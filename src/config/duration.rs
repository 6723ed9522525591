//! Duration parsing utilities.

use anyhow::Context;
use std::time::Duration;

/// Parse a duration string like "1h", "10m", "90s", "250ms" or "300".
/// Supports:
/// - Plain numbers (interpreted as seconds): "300"
/// - Milliseconds suffix: "250ms"
/// - Seconds suffix: "90s"
/// - Minutes suffix: "10m"
/// - Hours suffix: "1h"
pub fn parse_duration(s: &str) -> anyhow::Result<Duration> {
    let s = s.trim();
    if s.is_empty() {
        anyhow::bail!("Empty duration string");
    }

    // "ms" has to be checked before "m" and "s"
    if let Some(num_str) = s.strip_suffix("ms") {
        let millis: u64 = num_str
            .parse()
            .with_context(|| format!("Invalid milliseconds value: {num_str}"))?;
        return Ok(Duration::from_millis(millis));
    }
    if let Some(num_str) = s.strip_suffix('h') {
        let hours: u64 = num_str
            .parse()
            .with_context(|| format!("Invalid hours value: {num_str}"))?;
        let secs = hours
            .checked_mul(3600)
            .context("Duration out of range")?;
        return Ok(Duration::from_secs(secs));
    }
    if let Some(num_str) = s.strip_suffix('m') {
        let minutes: u64 = num_str
            .parse()
            .with_context(|| format!("Invalid minutes value: {num_str}"))?;
        let secs = minutes
            .checked_mul(60)
            .context("Duration out of range")?;
        return Ok(Duration::from_secs(secs));
    }
    if let Some(num_str) = s.strip_suffix('s') {
        let secs: u64 = num_str
            .parse()
            .with_context(|| format!("Invalid seconds value: {num_str}"))?;
        return Ok(Duration::from_secs(secs));
    }

    s.parse::<u64>()
        .map(Duration::from_secs)
        .with_context(|| format!("Invalid duration value: {s}"))
}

************

WORK TASK: Everything in the listing should be given again word for word.

RESULT OF THE TASK:
filename src/config/duration.rs
repository 6723ed9522525591
//! Duration parsing utilities.

use anyhow::Context;
use std::time::Duration;

/// Parse a duration string like "1h", "10m", "90s", "250ms" or "300".
/// Supports:
/// - Plain numbers (interpreted as seconds): "300"
/// - Milliseconds suffix: "250ms"
/// - Seconds suffix: "90s"
/// - Minutes suffix: "10m"
/// - Hours suffix: "1h"
pub fn parse_duration(s: &str) -> anyhow::Result<Duration> {
    let s = s.trim();
    if s.is_empty() {
        anyhow::bail!("Empty duration string");
    }

    // "ms" has to be checked before "m" and "s"
    if let Some(num_str) = s.strip_suffix("ms") {
        let millis: u64 = num_str
            .parse()
            .with_context(|| format!("Invalid milliseconds value: {num_str}"))?;
        return Ok(Duration::from_millis(millis));
    }
    if let Some(num_str) = s.strip_suffix('h') {
        let hours: u64 = num_str
            .parse()
            .with_context(|| format!("Invalid hours value: {num_str}"))?;
        let secs = hours
            .checked_mul(3600)
            .context("Duration out of range")?;
        return Ok(Duration::from_secs(secs));
    }
    if let Some(num_str) = s.strip_suffix('m') {
        let minutes: u64 = num_str
            .parse()
            .with_context(|| format!("Invalid minutes value: {num_str}"))?;
        let secs = minutes
            .checked_mul(60)
            .context("Duration out of range")?;
        return Ok(Duration::from_secs(secs));
    }
    if let Some(num_str) = s.strip_suffix('s') {
        let secs: u64 = num_str
            .parse()
            .with_context(|| format!("Invalid seconds value: {num_str}"))?;
        return Ok(Duration::from_secs(secs));
    }

    s.parse::<u64>()
        .map(Duration::from_secs)
        .with_context(|| format!("Invalid duration value: {s}"))
}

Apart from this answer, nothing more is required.